You act like $10,000 that you’d pay taxes on is comparable to $10,000 thirty years from now. It’s not, and not even close.

There are only three ways I know of to make Roth come out ahead every time: 1) ignore the taxes paid up front before the contribution is made, 2) ignore the time value of money and inflation changes in tax brackets, while assuming the investments grow, 3) assume large tax rate increases. Without these 3 things (two mistakes and one assumption), the answer will be “it depends.” Luckily, it doesn’t make that much difference for most people, so doing it the “wrong” way isn’t likely to be catastrophic.

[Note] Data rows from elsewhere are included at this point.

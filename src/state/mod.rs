mod evidence;
mod job;

pub use evidence::{ArtifactSummary, EvidenceSource, Resolution, StateEvidence};
pub use job::{
    FailureInfo, FailureKind, JobRecord, JobState, Stage, error_message_from, normalize_label,
};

Edit to add: I’m not banking on tax rates going down. Even if they stay the same, most people will be in a lower tax bracket when they retire because you don’t need as much income if you’re not paying Social Security and Medicare taxes or contributing to retirement accounts. Also, most people suck at saving for retirement, so will probably have to cut back anyway.

I don’t really understand the problem. If you need the money to live, RMDs aren’t an issue because you’ll withdraw that money (and report it as taxable income) anyway. Then you’re back to the tax rate question already discussed. If you don’t need the money to live, you can just invest the RMD amounts in a taxable account. If you don’t ever sell, your heirs will get the stepped-up value, making all the growth until you die tax-free. In that case, you’ll still be paying income tax (potentially, at least) each year based on the RMDs. Your heirs won’t get ten extra years of tax-free growth.

But if you’re down to the difference between having enough money to pay for long-term care or not, you’re likely to be in the former category, and very likely to be paying 0% income tax, either because your income is too low, or because your medical expense deduction is so high.

Which is great, but converting to Roth during peak earning years (which is what this thread is about) is generally going to cost more in taxes than doing it over time in lower tax brackets after retirement (or not doing it all, if RMDs aren’t going to be an issue). RMDs can also be saved in taxable accounts until needed for those who don’t ever convert. You’d still have the freedom to what you want with your money. The government just wants its share. You can pay it early if you want (i.e., convert to Roth). Or you can delay it for a while. But maybe not as long as you might like.